• _THE PROBLEM_: Should a line in the entries below contain "tokio", return that line.

• _RECORDS SHOWN_:
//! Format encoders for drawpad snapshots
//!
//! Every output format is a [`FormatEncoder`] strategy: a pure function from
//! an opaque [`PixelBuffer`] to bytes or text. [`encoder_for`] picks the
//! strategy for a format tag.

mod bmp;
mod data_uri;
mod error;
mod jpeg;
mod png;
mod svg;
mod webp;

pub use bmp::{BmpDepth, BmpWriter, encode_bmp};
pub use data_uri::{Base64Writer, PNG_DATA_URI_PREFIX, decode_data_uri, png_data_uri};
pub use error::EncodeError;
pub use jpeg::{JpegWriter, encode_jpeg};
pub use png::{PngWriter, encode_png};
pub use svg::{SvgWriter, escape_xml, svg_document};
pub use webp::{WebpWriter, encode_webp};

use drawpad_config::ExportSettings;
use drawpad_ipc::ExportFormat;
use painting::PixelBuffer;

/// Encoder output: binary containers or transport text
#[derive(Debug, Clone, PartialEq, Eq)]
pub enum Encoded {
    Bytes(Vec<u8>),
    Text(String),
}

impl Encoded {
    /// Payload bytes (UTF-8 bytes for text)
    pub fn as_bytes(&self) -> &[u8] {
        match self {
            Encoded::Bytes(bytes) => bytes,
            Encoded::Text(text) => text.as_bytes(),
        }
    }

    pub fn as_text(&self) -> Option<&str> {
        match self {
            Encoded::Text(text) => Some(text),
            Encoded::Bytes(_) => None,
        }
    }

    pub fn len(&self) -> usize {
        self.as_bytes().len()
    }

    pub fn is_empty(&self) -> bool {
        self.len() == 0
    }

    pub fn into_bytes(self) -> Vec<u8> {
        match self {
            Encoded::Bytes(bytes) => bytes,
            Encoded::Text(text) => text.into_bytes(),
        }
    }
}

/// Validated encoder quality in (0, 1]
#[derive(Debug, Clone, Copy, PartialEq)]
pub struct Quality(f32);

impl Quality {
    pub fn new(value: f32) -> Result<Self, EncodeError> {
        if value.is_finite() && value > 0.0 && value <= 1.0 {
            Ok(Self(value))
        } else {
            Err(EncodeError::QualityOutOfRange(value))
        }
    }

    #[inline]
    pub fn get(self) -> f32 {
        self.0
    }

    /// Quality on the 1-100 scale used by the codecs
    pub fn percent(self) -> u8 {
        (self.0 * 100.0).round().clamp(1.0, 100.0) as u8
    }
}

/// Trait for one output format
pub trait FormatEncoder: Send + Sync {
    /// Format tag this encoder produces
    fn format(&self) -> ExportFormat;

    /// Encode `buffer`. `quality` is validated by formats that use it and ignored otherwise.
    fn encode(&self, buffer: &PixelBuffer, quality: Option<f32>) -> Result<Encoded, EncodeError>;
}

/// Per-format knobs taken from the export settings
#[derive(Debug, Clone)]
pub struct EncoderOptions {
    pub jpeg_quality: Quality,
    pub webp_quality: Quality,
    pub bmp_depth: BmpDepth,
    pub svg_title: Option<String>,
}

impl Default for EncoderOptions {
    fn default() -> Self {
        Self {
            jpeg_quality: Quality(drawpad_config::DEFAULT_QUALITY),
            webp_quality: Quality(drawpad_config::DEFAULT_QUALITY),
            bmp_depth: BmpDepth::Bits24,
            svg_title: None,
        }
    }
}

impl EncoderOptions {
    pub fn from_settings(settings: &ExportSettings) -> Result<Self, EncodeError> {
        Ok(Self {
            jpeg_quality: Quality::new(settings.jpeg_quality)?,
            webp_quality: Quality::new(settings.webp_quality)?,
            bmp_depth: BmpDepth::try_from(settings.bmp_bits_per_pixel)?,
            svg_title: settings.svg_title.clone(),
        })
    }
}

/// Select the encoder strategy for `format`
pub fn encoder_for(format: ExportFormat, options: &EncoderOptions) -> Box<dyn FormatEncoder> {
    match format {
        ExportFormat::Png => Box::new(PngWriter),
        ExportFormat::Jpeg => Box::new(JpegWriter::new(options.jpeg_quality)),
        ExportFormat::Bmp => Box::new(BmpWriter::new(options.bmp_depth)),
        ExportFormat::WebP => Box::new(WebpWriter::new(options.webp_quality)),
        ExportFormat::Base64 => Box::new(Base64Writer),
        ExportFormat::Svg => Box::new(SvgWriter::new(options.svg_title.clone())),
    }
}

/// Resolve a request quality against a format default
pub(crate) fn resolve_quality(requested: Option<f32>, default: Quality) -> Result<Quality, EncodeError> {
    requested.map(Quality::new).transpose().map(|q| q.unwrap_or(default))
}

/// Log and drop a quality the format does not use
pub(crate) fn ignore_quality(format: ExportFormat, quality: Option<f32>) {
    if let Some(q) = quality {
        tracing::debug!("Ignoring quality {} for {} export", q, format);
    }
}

--

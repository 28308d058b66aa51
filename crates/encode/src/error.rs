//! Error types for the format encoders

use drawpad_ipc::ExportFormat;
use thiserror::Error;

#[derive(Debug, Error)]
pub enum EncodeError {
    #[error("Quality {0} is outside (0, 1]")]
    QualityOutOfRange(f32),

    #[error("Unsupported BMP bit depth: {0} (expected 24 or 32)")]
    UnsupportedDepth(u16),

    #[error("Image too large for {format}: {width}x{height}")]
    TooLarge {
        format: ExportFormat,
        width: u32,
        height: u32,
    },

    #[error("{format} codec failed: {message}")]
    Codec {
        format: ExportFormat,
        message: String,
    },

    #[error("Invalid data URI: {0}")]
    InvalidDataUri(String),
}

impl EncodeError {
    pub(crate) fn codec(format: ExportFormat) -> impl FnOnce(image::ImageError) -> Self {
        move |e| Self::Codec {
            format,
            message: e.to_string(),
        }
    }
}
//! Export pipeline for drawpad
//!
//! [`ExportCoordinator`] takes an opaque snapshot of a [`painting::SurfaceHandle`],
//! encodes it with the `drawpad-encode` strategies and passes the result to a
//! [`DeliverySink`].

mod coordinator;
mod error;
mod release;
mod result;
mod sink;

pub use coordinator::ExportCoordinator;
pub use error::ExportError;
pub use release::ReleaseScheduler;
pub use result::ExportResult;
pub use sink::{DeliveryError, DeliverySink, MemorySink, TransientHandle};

--

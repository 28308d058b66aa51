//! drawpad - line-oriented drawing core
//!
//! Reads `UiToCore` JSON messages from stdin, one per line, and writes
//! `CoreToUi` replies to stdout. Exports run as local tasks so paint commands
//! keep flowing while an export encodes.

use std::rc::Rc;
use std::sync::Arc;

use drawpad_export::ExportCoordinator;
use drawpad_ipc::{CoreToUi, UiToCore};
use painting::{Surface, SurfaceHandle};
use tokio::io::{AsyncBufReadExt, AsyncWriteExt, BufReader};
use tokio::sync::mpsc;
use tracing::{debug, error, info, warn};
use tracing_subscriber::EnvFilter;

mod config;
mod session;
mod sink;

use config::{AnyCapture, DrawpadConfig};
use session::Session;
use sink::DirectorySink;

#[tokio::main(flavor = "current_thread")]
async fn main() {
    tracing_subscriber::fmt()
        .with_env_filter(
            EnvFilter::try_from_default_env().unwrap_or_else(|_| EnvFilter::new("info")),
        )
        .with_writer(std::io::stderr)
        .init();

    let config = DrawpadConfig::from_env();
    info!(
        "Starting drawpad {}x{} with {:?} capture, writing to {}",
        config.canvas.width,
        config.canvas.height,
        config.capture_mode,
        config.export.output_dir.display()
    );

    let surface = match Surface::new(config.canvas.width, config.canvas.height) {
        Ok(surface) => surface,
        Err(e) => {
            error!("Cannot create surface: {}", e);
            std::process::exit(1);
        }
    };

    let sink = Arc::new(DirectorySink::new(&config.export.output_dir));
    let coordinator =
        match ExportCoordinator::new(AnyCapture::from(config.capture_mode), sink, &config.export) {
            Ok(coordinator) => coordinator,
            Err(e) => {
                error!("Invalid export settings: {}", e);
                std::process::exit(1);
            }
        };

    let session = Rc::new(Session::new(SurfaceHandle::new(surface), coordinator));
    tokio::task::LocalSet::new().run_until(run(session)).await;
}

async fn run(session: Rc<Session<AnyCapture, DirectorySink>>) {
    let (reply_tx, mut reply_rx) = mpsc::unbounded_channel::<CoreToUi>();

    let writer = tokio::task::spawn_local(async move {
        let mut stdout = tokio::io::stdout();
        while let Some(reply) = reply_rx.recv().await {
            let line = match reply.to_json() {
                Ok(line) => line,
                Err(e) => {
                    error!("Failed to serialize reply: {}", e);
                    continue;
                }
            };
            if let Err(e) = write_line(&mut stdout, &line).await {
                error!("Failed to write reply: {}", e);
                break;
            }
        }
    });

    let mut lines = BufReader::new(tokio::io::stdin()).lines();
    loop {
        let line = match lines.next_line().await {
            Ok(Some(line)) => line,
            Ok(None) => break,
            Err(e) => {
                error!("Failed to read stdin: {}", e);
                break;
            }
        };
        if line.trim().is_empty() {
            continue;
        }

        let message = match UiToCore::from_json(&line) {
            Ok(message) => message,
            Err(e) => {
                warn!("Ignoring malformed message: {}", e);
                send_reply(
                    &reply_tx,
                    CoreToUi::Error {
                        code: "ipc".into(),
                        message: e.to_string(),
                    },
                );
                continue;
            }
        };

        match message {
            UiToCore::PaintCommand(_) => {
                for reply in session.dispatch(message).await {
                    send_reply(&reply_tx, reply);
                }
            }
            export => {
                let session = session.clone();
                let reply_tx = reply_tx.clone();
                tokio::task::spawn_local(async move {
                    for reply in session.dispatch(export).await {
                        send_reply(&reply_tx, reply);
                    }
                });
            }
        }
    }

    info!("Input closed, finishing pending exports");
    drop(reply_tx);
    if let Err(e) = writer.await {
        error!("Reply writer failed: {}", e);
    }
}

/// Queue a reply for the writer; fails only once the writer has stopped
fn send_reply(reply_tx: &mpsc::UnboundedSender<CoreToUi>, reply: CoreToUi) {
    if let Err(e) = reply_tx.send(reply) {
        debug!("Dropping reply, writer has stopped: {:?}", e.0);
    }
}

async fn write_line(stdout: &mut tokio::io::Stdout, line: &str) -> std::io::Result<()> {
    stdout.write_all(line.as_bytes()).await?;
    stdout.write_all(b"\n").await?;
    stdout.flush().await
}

• _EXPECTED OUTPUT_:
use tokio::io::{AsyncBufReadExt, AsyncWriteExt, BufReader};
use tokio::sync::mpsc;
#[tokio::main(flavor = "current_thread")]
    tokio::task::LocalSet::new().run_until(run(session)).await;
    let writer = tokio::task::spawn_local(async move {
        let mut stdout = tokio::io::stdout();
    let mut lines = BufReader::new(tokio::io::stdin()).lines();
                tokio::task::spawn_local(async move {
async fn write_line(stdout: &mut tokio::io::Stdout, line: &str) -> std::io::Result<()> {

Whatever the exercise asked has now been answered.